Safety margins compromised
Judge Kevin Phillips said taking into account the nature of the Boeing 737, the surrouding terrain and the proximity of Lake Wakatipu, the safety margins at the time were seriously impacted on.
The prosecution said that after take-off, the pilot had to fly at about 1000 feet to avoid entering low cloud and then had to descend by 300 feet above Lake Wakatipu, triggering alerts - mainly "don't sink".
It said the pilot was forced to reduce speed in such a way that he then could not engage the auto pilot. The plane then banked sharply and excessively to turn around, setting off another alert to get the pilot to bring the Boeing back within the normal range.
The defence response to the alerts was that they were unremarkable. It argued that the role of the Exposition document is to do no more than detail directions, policies and procedures for the "use and guidance" of flight and cabin crew - and that it is not in prescriptive language because the terms "must comply" are not used.

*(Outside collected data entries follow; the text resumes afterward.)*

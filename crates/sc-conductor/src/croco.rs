//! CroCo (cross-conductor) REBCO cable path.
//!
//! The conductor is a square jacket holding a circular cable space three
//! strand diameters across: six CroCo strands around a central copper bar,
//! the rest helium. Each strand is a copper tube with a stack of REBCO
//! tapes soldered inside. Geometry, critical current, temperature margin
//! and the dump voltage all live on this path; the generic orchestrator
//! rejects the material.

use crate::error::{ConductorError, ConductorResult};
use sc_core::diagnostics::codes;
use sc_core::units::{Area, Current, Energy, FluxDensity, Length, Temperature, Time, Voltage, volt};
use sc_core::{DiagnosticCode, DiagnosticSink, ensure_positive};
use sc_materials::rebco::{self, RebcoTape};
use sc_solver::{SecantConfig, current_sharing_temperature};
use std::f64::consts::PI;

/// Strand outer diameter of the reference CroCo design [m]; tape width is
/// scaled in proportion to the actual strand diameter.
const REFERENCE_STRAND_OD: f64 = 5.4e-3;

/// Discharge waveform assumed for the dump-voltage estimate. Both shapes
/// peak at the same initial voltage `2 E / (τ I)`.
#[derive(Debug, Clone, Copy, PartialEq, Eq)]
#[cfg_attr(feature = "serde", derive(serde::Serialize, serde::Deserialize))]
pub enum QuenchModel {
    Linear,
    Exponential,
}

/// Area breakdown of one CroCo strand [m²].
#[derive(Debug, Clone, Copy)]
pub struct CrocoStrand {
    pub outer_diameter: f64,
    pub inner_diameter: f64,
    /// Width of the (scaled) tapes in the stack.
    pub tape_width: f64,
    /// Tapes in the stack; fractional, the stack is sized by thickness.
    pub tape_count: f64,
    pub a_copper_tube: f64,
    pub a_copper_tape: f64,
    pub a_hastelloy: f64,
    pub a_solder: f64,
    pub a_rebco: f64,
    pub area: f64,
}

/// Area breakdown of the full conductor [m²].
#[derive(Debug, Clone, Copy)]
pub struct CrocoCable {
    pub strand: CrocoStrand,
    pub a_cable_space: f64,
    pub a_helium: f64,
    pub a_copper_bar: f64,
    pub a_jacket: f64,
    pub a_conductor: f64,
    /// All copper: six tubes, six tape stacks, one bar.
    pub a_copper_total: f64,
    /// REBCO over all six strands.
    pub a_rebco_total: f64,
}

#[derive(Debug, Clone, Copy)]
pub struct CrocoInputs {
    /// Conductor side length (square, jacket included).
    pub t_conductor: Length,
    /// Steel jacket thickness.
    pub t_jacket: Length,
    /// Copper tube wall thickness.
    pub tube_wall: Length,
    pub tape: RebcoTape,
    pub b_peak: FluxDensity,
    pub t_helium: Temperature,
    pub i_op: Current,
    pub a_turn: Area,
    /// Stored magnetic energy of the whole coil set.
    pub e_total: Energy,
    pub n_coils: f64,
    pub t_dump: Time,
    pub quench_model: QuenchModel,
}

#[derive(Debug, Clone, Copy)]
pub struct CrocoReport {
    pub cable: CrocoCable,
    /// Critical current density of the REBCO layer [A/m²].
    pub j_critical_rebco: f64,
    pub i_critical: f64,
    pub i_op_fraction: f64,
    /// Operating current density in the copper on quench [A/m²].
    pub j_copper: f64,
    /// Critical winding-pack current density [A/m²].
    pub j_critical_wp: f64,
    pub t_margin: f64,
    pub t_current_sharing: f64,
    pub v_dump: Voltage,
}

/// Build the strand and cable area breakdown from the conductor envelope.
pub fn croco_cable(
    t_conductor: f64,
    t_jacket: f64,
    tube_wall: f64,
    tape: &RebcoTape,
    sink: &mut dyn DiagnosticSink,
) -> ConductorResult<CrocoCable> {
    let w = ensure_positive(t_conductor, "conductor width")?;
    ensure_positive(t_jacket, "jacket thickness")?;
    ensure_positive(tube_wall, "tube wall thickness")?;

    let od = w / 3.0 - t_jacket * 2.0 / 3.0;
    if od <= 0.0 {
        return Err(ConductorError::Geometry {
            what: "strand diameter consumed by the jacket",
            value: od,
            code: codes::TURN_DIMENSIONS,
        });
    }
    let id = od - 2.0 * tube_wall;
    if id <= 0.0 {
        return Err(ConductorError::Geometry {
            what: "tube bore consumed by the tube wall",
            value: id,
            code: codes::TURN_DIMENSIONS,
        });
    }

    let tape_width = tape.tape_width * od / REFERENCE_STRAND_OD;
    if tape_width >= id {
        return Err(ConductorError::Geometry {
            what: "tape wider than the tube bore",
            value: tape_width,
            code: codes::TURN_DIMENSIONS,
        });
    }

    let stack_thickness = (id * id - tape_width * tape_width).sqrt();
    let tape_count = stack_thickness / tape.thickness();

    let a_copper_tube = PI * tube_wall * (od - tube_wall);
    let a_rebco = tape.rebco_thickness * tape_width * tape_count;
    let a_copper_tape = tape.copper_thickness * tape_width * tape_count;
    let a_hastelloy = tape.hastelloy_thickness * tape_width * tape_count;
    let a_solder = PI / 4.0 * id * id - stack_thickness * tape_width;
    let area = PI / 4.0 * od * od;

    let strand_sum = a_copper_tube + a_rebco + a_copper_tape + a_hastelloy + a_solder;
    if (strand_sum - area).abs() > 1e-6 * area {
        sink.report(
            DiagnosticCode::StrandAreaAudit,
            &[("sum", strand_sum), ("area", area)],
        );
    }

    let a_cable_space = 9.0 * PI / 4.0 * od * od;
    let a_copper_bar = PI / 4.0 * od * od;
    let a_helium = a_cable_space - 6.0 * area - a_copper_bar;
    let a_conductor = w * w;
    let a_jacket = a_conductor - a_cable_space;
    if a_jacket <= 0.0 {
        return Err(ConductorError::Geometry {
            what: "jacket area non-positive",
            value: a_jacket,
            code: codes::CABLE_SPACE,
        });
    }

    let conductor_sum = a_helium + 6.0 * area + a_copper_bar + a_jacket;
    if (conductor_sum - a_conductor).abs() > 1e-8 * a_conductor {
        sink.report(
            DiagnosticCode::ConductorAreaAudit,
            &[("sum", conductor_sum), ("area", a_conductor)],
        );
    }

    Ok(CrocoCable {
        strand: CrocoStrand {
            outer_diameter: od,
            inner_diameter: id,
            tape_width,
            tape_count,
            a_copper_tube,
            a_copper_tape,
            a_hastelloy,
            a_solder,
            a_rebco,
            area,
        },
        a_cable_space,
        a_helium,
        a_copper_bar,
        a_jacket,
        a_conductor,
        a_copper_total: 6.0 * (a_copper_tube + a_copper_tape) + a_copper_bar,
        a_rebco_total: 6.0 * a_rebco,
    })
}

/// Peak voltage across one coil for a resistor dump of its share of the
/// stored energy.
pub fn croco_dump_voltage(
    model: QuenchModel,
    e_total: f64,
    n_coils: f64,
    t_dump: f64,
    i_op: f64,
) -> f64 {
    match model {
        QuenchModel::Linear | QuenchModel::Exponential => {
            2.0 * (e_total / n_coils) / (t_dump * i_op)
        }
    }
}

pub fn evaluate_croco(
    inputs: &CrocoInputs,
    config: &SecantConfig,
    sink: &mut dyn DiagnosticSink,
) -> ConductorResult<CrocoReport> {
    let b_peak = ensure_positive(inputs.b_peak.value, "peak field")?;
    let t_helium = ensure_positive(inputs.t_helium.value, "helium temperature")?;
    let i_op = ensure_positive(inputs.i_op.value, "operating current")?;
    let a_turn = ensure_positive(inputs.a_turn.value, "turn area")?;
    let e_total = ensure_positive(inputs.e_total.value, "stored energy")?;
    let n_coils = ensure_positive(inputs.n_coils, "coil count")?;
    let t_dump = ensure_positive(inputs.t_dump.value, "dump time")?;

    let cable = croco_cable(
        inputs.t_conductor.value,
        inputs.t_jacket.value,
        inputs.tube_wall.value,
        &inputs.tape,
        sink,
    )?;

    let surface = rebco::croco_critical_current_density(t_helium, b_peak)?;
    let i_critical = surface.j_crit * cable.a_rebco_total;
    let i_op_fraction = i_op / i_critical;
    if i_op_fraction <= 0.0 {
        sink.report(
            DiagnosticCode::NegativeCurrentRatio,
            &[("i_op_fraction", i_op_fraction), ("i_critical", i_critical)],
        );
    }

    let j_op_rebco = i_op / cable.a_rebco_total;
    let margin = current_sharing_temperature(
        j_op_rebco,
        t_helium,
        |t| Ok(rebco::croco_critical_current_density(t, b_peak)?.j_crit),
        config,
    )?;
    if margin.temp_margin <= 0.0 {
        sink.report(
            DiagnosticCode::NegativeTemperatureMargin,
            &[("t_margin", margin.temp_margin)],
        );
    }

    let v_dump = croco_dump_voltage(inputs.quench_model, e_total, n_coils, t_dump, i_op);

    tracing::debug!(
        i_critical,
        i_op_fraction,
        t_margin = margin.temp_margin,
        v_dump,
        "croco evaluation"
    );

    Ok(CrocoReport {
        cable,
        j_critical_rebco: surface.j_crit,
        i_critical,
        i_op_fraction,
        j_copper: i_op / cable.a_copper_total,
        j_critical_wp: i_critical / a_turn,
        t_margin: margin.temp_margin,
        t_current_sharing: margin.t_current_sharing,
        v_dump: volt(v_dump),
    })
}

Pilots' Association disappointed
The Airline Pilots' Association said on Friday the three-year judicial process has been very difficult for the pilot and his family and the guilty verdict is disappointing.
It would not comment further, saying that may prejudice any appeal.
Pacific Blue released a short statement, saying it has received the judgement regarding the pilot and is reviewing the document.
The Civil Aviation Authority welcomed the decision, saying it is a powerful reminder of the need for all those involved in civil aviaition to maintain the highest professional standards.